4. Considérant que, pour évaluer l’importance du préjudice financier subi par M. X, il y a lieu de prendre en compte la moyenne annuelle des revenus tirés de l’exploitation du point d’enregistrement des paris par son prédécesseur de 2002 à 2004, soit une base annuelle de calcul de 40 578 euros ; que la circonstance que le chiffre d’affaires de l’établissement du requérant a augmenté de 32,06 % de 2005 à 2007 n’est pas de nature par elle-même à démontrer de manière certaine que les résultats de l’exploitation du point d’enregistrement des paris du PMU auraient connu une croissance identique ; que, par suite, il sera fait une exacte appréciation du préjudice financier subi par le requérant du 22 mars 2005 au 6 mai 2006 en l’évaluant à 45 640 euros ;

5. Considérant que M. X n’apporte pas en appel d’élément nouveau permettant d’estimer que le tribunal administratif de Nîmes n’aurait pas procédé à une juste évaluation de son préjudice moral en le fixant à 1 500 euros ; que, par suite, il n’y a pas lieu d’en modifier le montant ;

6. Considérant qu’il résulte de ce qui précède que le préjudice total subi par M. X du chef de l’illégalité de l’avis du ministre de l’intérieur en date du 17 mars 2005 s’élève à 47 140 euros ; que, par suite, le requérant est fondé à soutenir que c’est à tort que, par le jugement attaqué, le tribunal administratif de Nîmes a condamné l’Etat à ne lui verser qu’une somme de 40 150 euros ;

Sur l’application des dispositions de l’article L. 761-1 du code de justice administrative :

7. Considérant qu’il y a lieu, dans les circonstances de l’espèce, de faire application des dispositions de l’article L. 761-1 du code de justice administrative et de mettre à la charge de l’Etat le versement de la somme de 2 000 euros au titre des frais exposés par M. X et non compris dans les dépens ;

DÉCIDE :

Article 1er : La somme de 40 150 (quarante mille cent cinquante) euros que l’Etat a été condamné à verser à M. X par le jugement du 16 juin 2011 du tribunal administratif de Nîmes est portée à 47 140 (quarante-sept mille cent quarante) euros, sous déduction de la somme de 35 148 (trente-cinq mille cent quarante-huit) euros déjà versée à titre de provision en exécution de l’ordonnance du 5 février 2009 du juge des référés du tribunal administratif de Nîmes. La somme restant ainsi à verser portera intérêts au taux légal à compter du 27 avril 2009.
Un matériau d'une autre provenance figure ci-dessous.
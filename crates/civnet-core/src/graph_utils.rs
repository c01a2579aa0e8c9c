use crate::Network;
use anyhow::Result;
use petgraph::algo::connected_components;
use serde::Serialize;

/// Summary statistics produced by `graph stats` (density/degree/connected components).
#[derive(Debug, Clone, Serialize)]
pub struct GraphStats {
    pub node_count: usize,
    pub edge_count: usize,
    pub connected_components: usize,
    pub min_degree: usize,
    pub avg_degree: f64,
    pub max_degree: usize,
    pub density: f64,
    /// Sum of edge weights (equals `edge_count` on hop-count networks).
    pub total_weight: f64,
}

/// Calculates graph-level statistics such as density, degree distribution, and component counts.
pub fn graph_stats(network: &Network) -> Result<GraphStats> {
    let node_count = network.graph.node_count();
    let edge_count = network.graph.edge_count();
    let degrees: Vec<usize> = network
        .graph
        .node_indices()
        .map(|node| network.degree(node))
        .collect();
    let min_degree = degrees.iter().copied().min().unwrap_or(0);
    let max_degree = degrees.iter().copied().max().unwrap_or(0);
    let avg_degree = if node_count == 0 {
        0.0
    } else {
        degrees.iter().copied().sum::<usize>() as f64 / node_count as f64
    };
    let density = if node_count < 2 {
        0.0
    } else {
        2.0 * edge_count as f64 / (node_count as f64 * (node_count as f64 - 1.0))
    };
    let total_weight = network.graph.edge_weights().sum();
    Ok(GraphStats {
        node_count,
        edge_count,
        connected_components: connected_components(&network.graph),
        min_degree,
        avg_degree,
        max_degree,
        density,
        total_weight,
    })
}
//! Whitespace-separated edge-list parser.
//!
//! ```text
//! # comment
//! Palermo Recoleta 4
//! Recoleta Retiro 2
//! ```
//!
//! Hop-count files carry two fields per line, weighted files three.

use thiserror::Error;

use super::Weighting;
use crate::helpers::{EdgeInput, ImportResult, NetworkBuilder};

/// Why a single line could not be turned into an edge.
#[derive(Debug, Error, PartialEq)]
pub enum LineError {
    #[error("expected {expected} fields, found {found}")]
    FieldCount { expected: usize, found: usize },

    #[error("weight '{0}' is not a number")]
    InvalidWeight(String),

    #[error("weight {0} must be positive")]
    NonPositiveWeight(f64),
}

/// Parses one non-comment line into an edge record.
pub fn parse_line(line: &str, weighting: Weighting) -> Result<EdgeInput, LineError> {
    let fields: Vec<&str> = line.split_whitespace().collect();
    let expected = match weighting {
        Weighting::Unweighted => 2,
        Weighting::Weighted => 3,
    };
    if fields.len() != expected {
        return Err(LineError::FieldCount {
            expected,
            found: fields.len(),
        });
    }

    let weight = match weighting {
        Weighting::Unweighted => None,
        Weighting::Weighted => {
            let raw = fields[2];
            let value: f64 = raw
                .parse()
                .map_err(|_| LineError::InvalidWeight(raw.to_string()))?;
            if !value.is_finite() {
                return Err(LineError::InvalidWeight(raw.to_string()));
            }
            if value <= 0.0 {
                return Err(LineError::NonPositiveWeight(value));
            }
            Some(value)
        }
    };

    Ok(EdgeInput {
        from: fields[0].to_string(),
        to: fields[1].to_string(),
        weight,
        line: None,
    })
}

/// Parses a whole edge-list document, recording bad lines instead of failing.
pub fn parse_edge_list(text: &str, weighting: Weighting) -> ImportResult {
    let mut builder = NetworkBuilder::new(weighting);

    for (offset, raw) in text.lines().enumerate() {
        let line_no = offset + 1;
        let line = raw.trim();
        if line.is_empty() {
            continue;
        }
        if line.starts_with('#') {
            builder.diagnostics_mut().stats.comment_lines += 1;
            continue;
        }

        match parse_line(line, weighting) {
            Ok(mut edge) => {
                edge.line = Some(line_no);
                builder.add_edge(edge);
            }
            Err(err) => {
                let diagnostics = builder.diagnostics_mut();
                diagnostics.add_error("parse", &err.to_string(), Some(line_no), None);
                diagnostics.stats.skipped_lines += 1;
            }
        }
    }

    builder.build()
}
Article 2 : Le jugement du 16 juin 2011 du tribunal administratif de Nîmes est réformé en ce qu’il a de contraire au présent arrêt.
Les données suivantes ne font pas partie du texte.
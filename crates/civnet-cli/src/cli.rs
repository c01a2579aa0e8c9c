use clap::{Args, Parser, Subcommand, ValueHint};
use std::path::PathBuf;

use crate::report::OutputFormat;

#[derive(Parser, Debug)]
#[command(name = "civnet", author, version, about, long_about = None)]
pub struct Cli {
    /// Set the logging level
    #[arg(long, default_value = "info", global = true)]
    pub log_level: tracing::Level,

    #[command(subcommand)]
    pub command: Commands,
}

#[derive(Subcommand, Debug)]
pub enum Commands {
    /// Answer every query in a query file against the city networks
    Run(RunArgs),
    /// Ad-hoc analysis of a single edge-list file
    Graph {
        #[command(subcommand)]
        command: GraphCommands,
    },
}

#[derive(Args, Debug)]
pub struct RunArgs {
    /// Query file, one query per line
    #[arg(value_hint = ValueHint::FilePath)]
    pub queries: PathBuf,
    /// Write the report here instead of stdout
    #[arg(short, long, value_hint = ValueHint::FilePath)]
    pub out: Option<PathBuf>,
    /// Configuration file (defaults to ./civnet.toml when present)
    #[arg(long, value_hint = ValueHint::FilePath)]
    pub config: Option<PathBuf>,
    /// Electrical network edge list
    #[arg(long, value_hint = ValueHint::FilePath)]
    pub electrical: Option<PathBuf>,
    /// Road network edge list (weighted)
    #[arg(long, value_hint = ValueHint::FilePath)]
    pub road: Option<PathBuf>,
    /// Water network edge list
    #[arg(long, value_hint = ValueHint::FilePath)]
    pub water: Option<PathBuf>,
    /// Report format
    #[arg(long, value_enum)]
    pub format: Option<OutputFormat>,
    /// Decimal places for distances
    #[arg(long)]
    pub decimals: Option<usize>,
}

/// Network file shared by every `graph` subcommand.
#[derive(Args, Debug)]
pub struct NetworkArgs {
    /// Edge-list file (`u v` or `u v w` per line)
    #[arg(value_hint = ValueHint::FilePath)]
    pub file: PathBuf,
    /// Read a third column as the edge weight
    #[arg(long)]
    pub weighted: bool,
    /// Output format
    #[arg(long, value_enum, default_value = "plain")]
    pub format: OutputFormat,
}

#[derive(Subcommand, Debug)]
pub enum GraphCommands {
    /// Graph stats summary
    Stats {
        #[command(flatten)]
        input: NetworkArgs,
    },
    /// Connected components
    Components {
        #[command(flatten)]
        input: NetworkArgs,
    },
    /// Vertices ranked by failure priority (lowest degree first)
    Fragility {
        #[command(flatten)]
        input: NetworkArgs,
    },
    /// Shortest path between two vertices
    Path {
        #[command(flatten)]
        input: NetworkArgs,
        origin: String,
        destination: String,
        /// Vertices to treat as out of service
        #[arg(long, value_delimiter = ',')]
        block: Vec<String>,
    },
    /// Bridges and articulation points
    Critical {
        #[command(flatten)]
        input: NetworkArgs,
    },
    /// Assign every vertex to its nearest source
    Assign {
        #[command(flatten)]
        input: NetworkArgs,
        /// Source vertices
        #[arg(required = true, num_args = 1..)]
        sources: Vec<String>,
    },
    /// Depth-first collection route from the smallest vertex
    Route {
        #[command(flatten)]
        input: NetworkArgs,
        /// One route per connected component instead of only the first
        #[arg(long)]
        all: bool,
    },
}
//! Deterministic depth-first collection route.
//!
//! The route starts at the smallest vertex and always descends into the
//! smallest unvisited neighbor first, so the same network yields the same route
//! no matter how it was loaded.

use civnet_core::{Network, NodeIndex};

/// Depth-first visiting order of the component containing the smallest vertex.
///
/// Vertices in other components do not appear. An empty network gives an
/// empty route.
pub fn collection_route(network: &Network) -> Vec<String> {
    let mut visited = vec![false; network.vertex_count()];
    match network.sorted_vertices().first() {
        Some(&start) => route_from(network, start, &mut visited),
        None => Vec::new(),
    }
}

/// One depth-first route per connected component, each starting at the
/// component's smallest vertex and ordered by that vertex.
pub fn collection_routes(network: &Network) -> Vec<Vec<String>> {
    let mut visited = vec![false; network.vertex_count()];
    let mut routes = Vec::new();
    for start in network.sorted_vertices() {
        if !visited[start.index()] {
            routes.push(route_from(network, start, &mut visited));
        }
    }
    routes
}

fn route_from(network: &Network, start: NodeIndex, visited: &mut [bool]) -> Vec<String> {
    let mut route = Vec::new();
    let mut stack = vec![start];

    while let Some(node) = stack.pop() {
        if visited[node.index()] {
            continue;
        }
        visited[node.index()] = true;
        route.push(network.label(node).to_string());

        // reversed so the smallest neighbor is popped first
        for neighbor in network.sorted_neighbors(node).into_iter().rev() {
            if !visited[neighbor.index()] {
                stack.push(neighbor);
            }
        }
    }

    route
}
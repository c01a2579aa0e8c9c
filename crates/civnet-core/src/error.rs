//! Error type for the network model
//!
//! [`CivnetError`] covers the two ways the model refuses input: an edge it
//! will not store and a network name it does not know. Algorithm crates keep
//! their own narrower error enums.
//!
//! # Example
//!
//! ```
//! use civnet_core::{CivnetError, Network};
//!
//! let mut network = Network::weighted();
//! let err = network.add_edge("A", "A", 1.0).unwrap_err();
//! assert!(matches!(err, CivnetError::Validation(_)));
//! ```

use thiserror::Error;

/// Unified error type for all civnet operations.
#[derive(Error, Debug, PartialEq)]
pub enum CivnetError {
    /// Rejected edge data (self-loops, bad weights)
    #[error("Validation error: {0}")]
    Validation(String),

    /// Unknown network name
    #[error("Network error: {0}")]
    Network(String),
}

/// Convenience type alias for Results using CivnetError.
pub type CivnetResult<T> = Result<T, CivnetError>;
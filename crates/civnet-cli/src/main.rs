use std::process::ExitCode;

use clap::Parser;
use civnet_cli::cli::{Cli, Commands};
use tracing::{error, info};
use tracing_subscriber::FmtSubscriber;

mod commands;

fn main() -> ExitCode {
    let cli = Cli::parse();

    let subscriber = FmtSubscriber::builder()
        .with_max_level(cli.log_level)
        .with_writer(std::io::stderr)
        .finish();
    if let Err(err) = tracing::subscriber::set_global_default(subscriber) {
        eprintln!("setting default subscriber failed: {err}");
    }

    let result = match &cli.command {
        Commands::Run(args) => {
            info!("Running queries from {}", args.queries.display());
            commands::run::handle(args).map(|summary| {
                if summary.errors > 0 {
                    info!("{} of {} queries failed", summary.errors, summary.processed);
                }
            })
        }
        Commands::Graph { command } => commands::graph::handle(command),
    };

    match result {
        Ok(()) => ExitCode::SUCCESS,
        Err(err) => {
            error!("{err:#}");
            ExitCode::FAILURE
        }
    }
}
Article 3 : L’Etat versera à M. X une somme de 2 000 (deux mille) euros au titre de l’article L. 761-1 du code de justice administrative.

Article 4 : Le surplus des conclusions de la requête est rejeté.

Article 5 : Le présent arrêt sera notifié à M. Z X et au ministre de l’intérieur.

Délibéré après l’audience du 24 janvier 2013, où siégeaient :

— M. Férulla, président de chambre,

— M. Pocheron, président-assesseur,

— Mme Marzoug, premier conseiller

Lu en audience publique, le 14 février 2013.

Le rapporteur, Le président,

M. POCHERON G. FERULLA

Le greffier,

P. RANVIER

La République mande et ordonne au ministre de l’intérieur en ce qui le concerne ou à tous huissiers de justice à ce requis en ce qui concerne les voies

de droit commun contre les parties privées de pourvoir à l’exécution de la présente décision.